Friday, July 28, 2006

Happy Sysadmin Appreciation Day – the Perfect New Class Holiday

Thanks to Russell Smith's suggestion in an earlier discussion of New Class culture, I have been visiting the Boing Boing site, which I commend to you. Last night they posted this wonderful notice:
In a few minutes, it will be July 28th on the West Coast, marking the start of national Sysadmin Appreciation Day. This is a fine idea. Sysadmins are the secret masters of the world, the tireless workers in the data-centers who quietly keep the Internet and its constituent PCs up and running. Sysadmins get more off-hour phone-calls than surgeons; for that matter, a good sysadmin is better to have around than a surgeon.
Here is the sensibility of what Avrom Fleishman thinks is the core of the New Class in a perfect gem of an example. Consider these markers:

• Being precisely conscious of time zones, and expecting that readers may come from any place and time zone.

• Comparing sysadmins with the high status job of the old technology, surgeon.
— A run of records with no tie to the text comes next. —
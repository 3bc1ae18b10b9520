//! Portfolio read facade.
//!
//! Aggregates many collateral engines into portfolio-level views: total
//! backing value, per-asset basket shares, and a collateralization ratio
//! against an issued liability. Every per-asset read is fallible on its own;
//! an unpriceable or defaulted asset is zero-weighted and the traversal
//! continues. One bad asset must never block visibility into the others.

use crate::engine::CollateralEngine;
use crate::status::CollateralStatus;
use crate::types::{AssetId, Timestamp, UoaValue};
use rust_decimal::Decimal;
use serde::{Deserialize, Serialize};

#[derive(Debug, Clone, PartialEq, Eq, thiserror::Error)]
pub enum RegistryError {
    #[error("asset {0:?} is already registered")]
    DuplicateAsset(AssetId),

    #[error("asset {0:?} is not registered")]
    UnknownAsset(AssetId),

    #[error("holding must be non-negative, got {0}")]
    NegativeHolding(Decimal),
}

/// One registered asset: the engine plus how many wrapped tokens the
/// protocol holds of it.
#[derive(Debug)]
struct Holding {
    engine: CollateralEngine,
    tokens: Decimal,
}

/// Valuation of a single asset inside a portfolio snapshot.
#[derive(Debug, Clone, Serialize, Deserialize)]
pub struct BasketShare {
    pub asset_id: AssetId,
    pub symbol: String,
    pub status: CollateralStatus,
    /// Conservative (low-price) value of the holding. Zero when the asset
    /// is unpriceable or defaulted.
    pub value: UoaValue,
    /// Fraction of the portfolio's countable backing, 0 when nothing counts.
    pub share: Decimal,
}

/// Registry of collateral engines. Insertion order is preserved for
/// deterministic iteration and reporting.
#[derive(Debug, Default)]
pub struct Portfolio {
    holdings: Vec<Holding>,
}

impl Portfolio {
    pub fn new() -> Self {
        Self {
            holdings: Vec::new(),
        }
    }

    /// Register an engine with its token holding. Engines that failed
    /// construction never reach this point; duplicates are rejected here.
    pub fn register(
        &mut self,
        engine: CollateralEngine,
        tokens: Decimal,
    ) -> Result<(), RegistryError> {
        if tokens < Decimal::ZERO {
            return Err(RegistryError::NegativeHolding(tokens));
        }
        let asset_id = engine.asset_id();
        if self.holdings.iter().any(|h| h.engine.asset_id() == asset_id) {
            return Err(RegistryError::DuplicateAsset(asset_id));
        }
        self.holdings.push(Holding { engine, tokens });
        Ok(())
    }

    pub fn set_holding(&mut self, asset_id: AssetId, tokens: Decimal) -> Result<(), RegistryError> {
        if tokens < Decimal::ZERO {
            return Err(RegistryError::NegativeHolding(tokens));
        }
        let holding = self
            .holdings
            .iter_mut()
            .find(|h| h.engine.asset_id() == asset_id)
            .ok_or(RegistryError::UnknownAsset(asset_id))?;
        holding.tokens = tokens;
        Ok(())
    }

    pub fn len(&self) -> usize {
        self.holdings.len()
    }

    pub fn is_empty(&self) -> bool {
        self.holdings.is_empty()
    }

    pub fn get(&self, asset_id: AssetId) -> Option<&CollateralEngine> {
        self.holdings
            .iter()
            .find(|h| h.engine.asset_id() == asset_id)
            .map(|h| &h.engine)
    }

    pub fn engines(&self) -> impl Iterator<Item = &CollateralEngine> {
        self.holdings.iter().map(|h| &h.engine)
    }

    /// Drive a refresh cycle across every registered asset. A defaulted or
    /// unpriceable asset cannot abort the sweep; refresh is infallible by
    /// design at the engine boundary.
    pub fn refresh_all(&mut self, now: Timestamp) {
        for holding in &mut self.holdings {
            holding.engine.refresh(now);
        }
    }

    /// Conservative value of one holding: tokens * low price. None when the
    /// asset currently has no defensible price.
    fn countable_value(holding: &Holding) -> Option<UoaValue> {
        if holding.engine.status() == CollateralStatus::Defaulted {
            return None;
        }
        let (low, _high) = holding.engine.price()?;
        Some(UoaValue::new(holding.tokens * low))
    }

    /// Total backing across priceable, non-defaulted assets. Skipped assets
    /// contribute zero rather than poisoning the sum.
    pub fn total_backing(&self) -> UoaValue {
        self.holdings
            .iter()
            .filter_map(Self::countable_value)
            .sum()
    }

    /// Per-asset valuation snapshot with portfolio shares.
    pub fn basket_breakdown(&self) -> Vec<BasketShare> {
        let total = self.total_backing();
        self.holdings
            .iter()
            .map(|holding| {
                let value = Self::countable_value(holding).unwrap_or_else(UoaValue::zero);
                let share = if total.is_zero() {
                    Decimal::ZERO
                } else {
                    value.value() / total.value()
                };
                BasketShare {
                    asset_id: holding.engine.asset_id(),
                    symbol: holding.engine.symbol().to_string(),
                    status: holding.engine.status(),
                    value,
                    share,
                }
            })
            .collect()
    }

    /// Backing per unit of issued liability. None when nothing is issued.
    pub fn collateralization_ratio(&self, issued: UoaValue) -> Option<Decimal> {
        if issued.value() <= Decimal::ZERO {
            return None;
        }
        Some(self.total_backing().value() / issued.value())
    }

    /// The most severe status across the basket. An empty portfolio is
    /// vacuously sound.
    pub fn worst_status(&self) -> CollateralStatus {
        self.holdings
            .iter()
            .map(|h| h.engine.status())
            .max()
            .unwrap_or(CollateralStatus::Sound)
    }
}
impl std::fmt::Debug for CollateralEngine {
    fn fmt(&self, f: &mut std::fmt::Formatter<'_>) -> std::fmt::Result {
        f.debug_struct("CollateralEngine")
            .field("symbol", &self.config.symbol)
            .field("status", &self.soundness.status())
            .field("peak_rate", &self.appreciation.peak_rate())
            .finish()
    }
}

#[cfg(test)]
mod tests {
    use super::*;
    use crate::oracle::{MockFeed, MockRateSource, OracleHandle};
    use crate::rewards::MockRewardSource;
    use rust_decimal_macros::dec;
    use std::rc::Rc;

    const HOUR: i64 = 3600;
    const DAY: i64 = 86_400;

    struct Fixture {
        feed: Rc<MockFeed>,
        rate: Rc<MockRateSource>,
        rewards: Rc<MockRewardSource>,
        engine: CollateralEngine,
    }

    /// Fiat-pegged engine at t=0: peg feed at 1.00, rate at 1.00,
    /// 0.5% oracle error, 1% threshold, one day of grace, 10% hiding.
    fn fiat_fixture() -> Fixture {
        let feed = MockFeed::shared("usd/ref", dec!(1.00), Timestamp::from_secs(0));
        let rate = MockRateSource::shared("wrapper", dec!(1.00));
        let rewards = MockRewardSource::shared("COMP");

        let mut config = CollateralConfig::fiat_stable(AssetId(1), "cUSDC");
        config.revenue_hiding = dec!(0.10);
        config.price_timeout_secs = 7 * DAY;

        let engine = CollateralEngine::new(
            config,
            FeedSet::FiatPegged {
                uoa_per_ref: OracleHandle::new(Box::new(feed.clone()), HOUR),
            },
            Box::new(rate.clone()),
            Some(Box::new(rewards.clone())),
            Timestamp::from_secs(0),
        )
        .unwrap();

        Fixture {
            feed,
            rate,
            rewards,
            engine,
        }
    }

    fn t(secs: i64) -> Timestamp {
        Timestamp::from_secs(secs)
    }

    #[test]
    fn construction_rejects_bad_feed_timeout() {
        let feed = MockFeed::shared("usd/ref", dec!(1.00), t(0));
        let result = CollateralEngine::new(
            CollateralConfig::fiat_stable(AssetId(1), "cUSDC"),
            FeedSet::FiatPegged {
                uoa_per_ref: OracleHandle::new(Box::new(feed), 0),
            },
            Box::new(MockRateSource::new("wrapper", dec!(1.00))),
            None,
            t(0),
        );
        assert!(matches!(
            result,
            Err(ConfigError::NonPositiveFeedTimeout { .. })
        ));
    }

    #[test]
    fn construction_rejects_bad_config() {
        let feed = MockFeed::shared("usd/ref", dec!(1.00), t(0));
        let mut config = CollateralConfig::fiat_stable(AssetId(1), "cUSDC");
        config.revenue_hiding = Decimal::ONE;

        let result = CollateralEngine::new(
            config,
            FeedSet::FiatPegged {
                uoa_per_ref: OracleHandle::new(Box::new(feed), HOUR),
            },
            Box::new(MockRateSource::new("wrapper", dec!(1.00))),
            None,
            t(0),
        );
        assert!(result.is_err());
    }

    #[test]
    fn unrefreshed_engine_has_no_price() {
        let fx = fiat_fixture();
        assert!(matches!(
            fx.engine.try_price(),
            Err(PriceError::NotRefreshed)
        ));
        assert!(fx.engine.price().is_none());
        assert_eq!(fx.engine.status(), CollateralStatus::Sound);
    }

    #[test]
    fn refresh_prices_and_ratchets() {
        let mut fx = fiat_fixture();
        fx.engine.refresh(t(0));

        // peak 1.00, hiding 10% -> exposed 0.90
        assert_eq!(fx.engine.ref_per_tok().value(), dec!(0.90));
        let est = fx.engine.try_price().unwrap();
        assert_eq!(est.mid, dec!(0.90));
        assert!(est.low < est.mid && est.mid < est.high);
        assert_eq!(fx.engine.status(), CollateralStatus::Sound);
    }

    #[test]
    fn queries_do_not_mutate() {
        let mut fx = fiat_fixture();
        fx.engine.refresh(t(0));

        fx.rate.set_rate(dec!(2.00));
        fx.feed.set_price(dec!(0.50), t(0));

        // reads between refreshes serve the cache, untouched by feed moves
        let before = fx.engine.try_price().unwrap();
        assert_eq!(fx.engine.ref_per_tok().value(), dec!(0.90));
        assert_eq!(fx.engine.try_price().unwrap(), before);
        assert_eq!(fx.engine.status(), CollateralStatus::Sound);
    }

    #[test]
    fn rate_dip_within_margin_keeps_exposed_rate_and_soundness() {
        let mut fx = fiat_fixture();
        fx.engine.refresh(t(0));

        fx.rate.set_rate(dec!(1.05));
        fx.engine.refresh(t(100));
        assert_eq!(fx.engine.ref_per_tok().value(), dec!(0.945));

        fx.rate.set_rate(dec!(1.03));
        fx.feed.set_price(dec!(1.00), t(200));
        fx.engine.refresh(t(200));
        assert_eq!(fx.engine.ref_per_tok().value(), dec!(0.945));
        assert_eq!(fx.engine.status(), CollateralStatus::Sound);
    }

    #[test]
    fn broken_promise_marks_iffy() {
        let mut fx = fiat_fixture();
        fx.engine.refresh(t(0));

        // exposed rate is 0.90; crash through it
        fx.rate.set_rate(dec!(0.80));
        fx.feed.set_price(dec!(1.00), t(100));
        fx.engine.refresh(t(100));

        assert_eq!(fx.engine.status(), CollateralStatus::Iffy);
        assert_eq!(fx.engine.iffy_since(), Some(t(100)));
        // the high water mark never unwinds
        assert_eq!(fx.engine.ref_per_tok().value(), dec!(0.90));
    }

    #[test]
    fn depeg_then_recovery_inside_grace_window() {
        let mut fx = fiat_fixture();
        fx.engine.refresh(t(0));

        fx.feed.set_price(dec!(0.98), t(10));
        fx.engine.refresh(t(10));
        assert_eq!(fx.engine.status(), CollateralStatus::Iffy);

        fx.feed.set_price(dec!(0.995), t(510));
        fx.engine.refresh(t(510));
        assert_eq!(fx.engine.status(), CollateralStatus::Sound);
        assert!(fx.engine.iffy_since().is_none());
    }

    #[test]
    fn sustained_depeg_defaults_at_deadline() {
        let mut fx = fiat_fixture();
        fx.engine.refresh(t(0));

        fx.feed.set_price(dec!(0.98), t(0));
        fx.engine.refresh(t(0));
        assert_eq!(fx.engine.status(), CollateralStatus::Iffy);

        fx.feed.set_price(dec!(0.98), t(DAY));
        fx.engine.refresh(t(DAY));
        assert_eq!(fx.engine.status(), CollateralStatus::Defaulted);
    }

    #[test]
    fn default_is_permanent_despite_recovery() {
        let mut fx = fiat_fixture();
        fx.engine.refresh(t(0));

        fx.feed.set_price(dec!(0.90), t(0));
        fx.engine.refresh(t(0));
        fx.feed.set_price(dec!(0.90), t(DAY));
        fx.engine.refresh(t(DAY));
        assert_eq!(fx.engine.status(), CollateralStatus::Defaulted);

        // feeds fully recover; the default must hold
        fx.feed.set_price(dec!(1.00), t(DAY + 100));
        for i in 0..5 {
            fx.engine.refresh(t(DAY + 100 + i));
            assert_eq!(fx.engine.status(), CollateralStatus::Defaulted);
        }
    }

    #[test]
    fn stale_feed_is_unpriceable_but_not_default() {
        let mut fx = fiat_fixture();
        fx.engine.refresh(t(0));

        // feed last updated at t=0, timeout is one hour
        fx.engine.refresh(t(2 * HOUR));
        assert!(matches!(
            fx.engine.try_price(),
            Err(PriceError::StaleFeed { .. })
        ));
        assert!(fx.engine.price().is_none());
        assert_eq!(fx.engine.status(), CollateralStatus::Sound);
    }

    #[test]
    fn staleness_past_price_timeout_defaults_immediately() {
        let mut fx = fiat_fixture();
        fx.engine.refresh(t(0));

        // feed timestamp frozen at t=0; jump past the one week price timeout
        fx.engine.refresh(t(7 * DAY + 1));
        assert_eq!(fx.engine.status(), CollateralStatus::Defaulted);
    }

    #[test]
    fn dead_rate_source_is_unpriceable_then_defaults_on_timeout() {
        let mut fx = fiat_fixture();
        fx.engine.refresh(t(0));

        fx.rate.set_healthy(false);
        fx.feed.set_price(dec!(1.00), t(100));
        fx.engine.refresh(t(100));
        assert!(matches!(
            fx.engine.try_price(),
            Err(PriceError::RateUnavailable(_))
        ));
        assert_eq!(fx.engine.status(), CollateralStatus::Sound);

        // still dead a week later: the engine has been blind too long
        fx.feed.set_price(dec!(1.00), t(7 * DAY + 200));
        fx.engine.refresh(t(7 * DAY + 200));
        assert_eq!(fx.engine.status(), CollateralStatus::Defaulted);
    }

    #[test]
    fn double_refresh_same_instant_is_idempotent() {
        let mut fx = fiat_fixture();
        fx.engine.refresh(t(0));

        fx.feed.set_price(dec!(0.98), t(50));
        fx.engine.refresh(t(50));
        let events_after_first = fx.engine.events().len();
        let price_after_first = fx.engine.try_price();

        fx.engine.refresh(t(50));
        assert_eq!(fx.engine.events().len(), events_after_first);
        assert_eq!(fx.engine.try_price(), price_after_first);
        assert_eq!(fx.engine.iffy_since(), Some(t(50)));
    }

    #[test]
    fn status_change_emits_exactly_one_event() {
        let mut fx = fiat_fixture();
        fx.engine.refresh(t(0));
        fx.engine.take_events();

        fx.feed.set_price(dec!(0.98), t(10));
        fx.engine.refresh(t(10));

        let events = fx.engine.take_events();
        let status_changes: Vec<_> = events
            .iter()
            .filter_map(|e| match &e.payload {
                EventPayload::StatusChanged(s) => Some(s),
                _ => None,
            })
            .collect();
        assert_eq!(status_changes.len(), 1);
        assert_eq!(status_changes[0].from, CollateralStatus::Sound);
        assert_eq!(status_changes[0].to, CollateralStatus::Iffy);
    }

    #[test]
    fn claim_rewards_forwards_and_notifies() {
        let mut fx = fiat_fixture();
        fx.rewards.accrue(dec!(12.5));

        let claimed = fx.engine.claim_rewards(t(5)).unwrap();
        assert_eq!(claimed, dec!(12.5));

        let events = fx.engine.take_events();
        assert!(events.iter().any(|e| matches!(
            &e.payload,
            EventPayload::RewardsClaimed(r) if r.amount == dec!(12.5) && r.reward_token == "COMP"
        )));

        // nothing accrued: claim still succeeds and reports zero
        let claimed = fx.engine.claim_rewards(t(6)).unwrap();
        assert_eq!(claimed, Decimal::ZERO);
    }

    #[test]
    fn claim_rewards_cannot_touch_soundness_or_rate() {
        let mut fx = fiat_fixture();
        fx.engine.refresh(t(0));
        let status = fx.engine.status();
        let rate = fx.engine.ref_per_tok();

        fx.rewards.accrue(dec!(3));
        fx.engine.claim_rewards(t(1)).unwrap();

        assert_eq!(fx.engine.status(), status);
        assert_eq!(fx.engine.ref_per_tok(), rate);

        // even a failing claim changes nothing
        fx.rewards.set_healthy(false);
        assert!(fx.engine.claim_rewards(t(2)).is_err());
        assert_eq!(fx.engine.status(), status);
    }

    #[test]
    fn engine_without_reward_stream_claims_zero() {
        let feed = MockFeed::shared("usd/ref", dec!(1.00), t(0));
        let mut engine = CollateralEngine::new(
            CollateralConfig::fiat_stable(AssetId(9), "sDAI"),
            FeedSet::FiatPegged {
                uoa_per_ref: OracleHandle::new(Box::new(feed), HOUR),
            },
            Box::new(MockRateSource::new("wrapper", dec!(1.00))),
            None,
            t(0),
        )
        .unwrap();

        assert_eq!(engine.claim_rewards(t(1)).unwrap(), Decimal::ZERO);
        assert!(engine.events().is_empty());
    }

    #[test]
    fn non_fiat_chained_pricing() {
        let peg_feed = MockFeed::shared("btc/wbtc", dec!(1.00), t(0));
        let uoa_feed = MockFeed::shared("usd/btc", dec!(65000), t(0));
        let rate = MockRateSource::shared("wrapper", dec!(1.00));

        let mut engine = CollateralEngine::new(
            CollateralConfig::wrapped_non_fiat(AssetId(3), "aWBTC", "BTC"),
            FeedSet::NonFiat {
                target_per_ref: OracleHandle::new(Box::new(peg_feed.clone()), HOUR),
                uoa_per_target: OracleHandle::new(Box::new(uoa_feed.clone()), HOUR),
            },
            Box::new(rate.clone()),
            None,
            t(0),
        )
        .unwrap();

        engine.refresh(t(0));
        let est = engine.try_price().unwrap();
        // hiding is 0.01% in the preset
        assert_eq!(est.mid, dec!(65000) * dec!(0.9999));
        assert_eq!(est.peg_price, dec!(1.00));
        assert_eq!(engine.status(), CollateralStatus::Sound);

        // the wrapper peg slips 5%: iffy despite a healthy usd/btc feed
        peg_feed.set_price(dec!(0.95), t(100));
        engine.refresh(t(100));
        assert_eq!(engine.status(), CollateralStatus::Iffy);
    }
}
• Measuring how essential a job is by the number of off-hour phone calls it gets.

• No snark or ambivalence – unlike, say, President of the United States, this job really matters.

• And, of course, assuming that all readers will know what a sysadmin is.

A new class culture is being assembled all around us. It is fun, as well as rich sociology, to chart it as it rises.

3 comments:

Unknown said...

You got that right. As a sysadmin and db administrator for many years, it's nice to be appreciated, even if it's just when things are going badly. (hmmm... it seems like there is a metaphor in there somewhere...)

Russell Smith said...

Thanks for checking out boingboing -- sometimes strange, often irreverent, occasionally offensive -- but never boring.

I wonder if you might do a post on a Top ten links for cultural exegesis? Maybe even make it a meme for the Presbybloggers ring?

Gruntled said...

I have been thinking about a student project for next summer on knowledge class humor. We might call it "Onion Camp."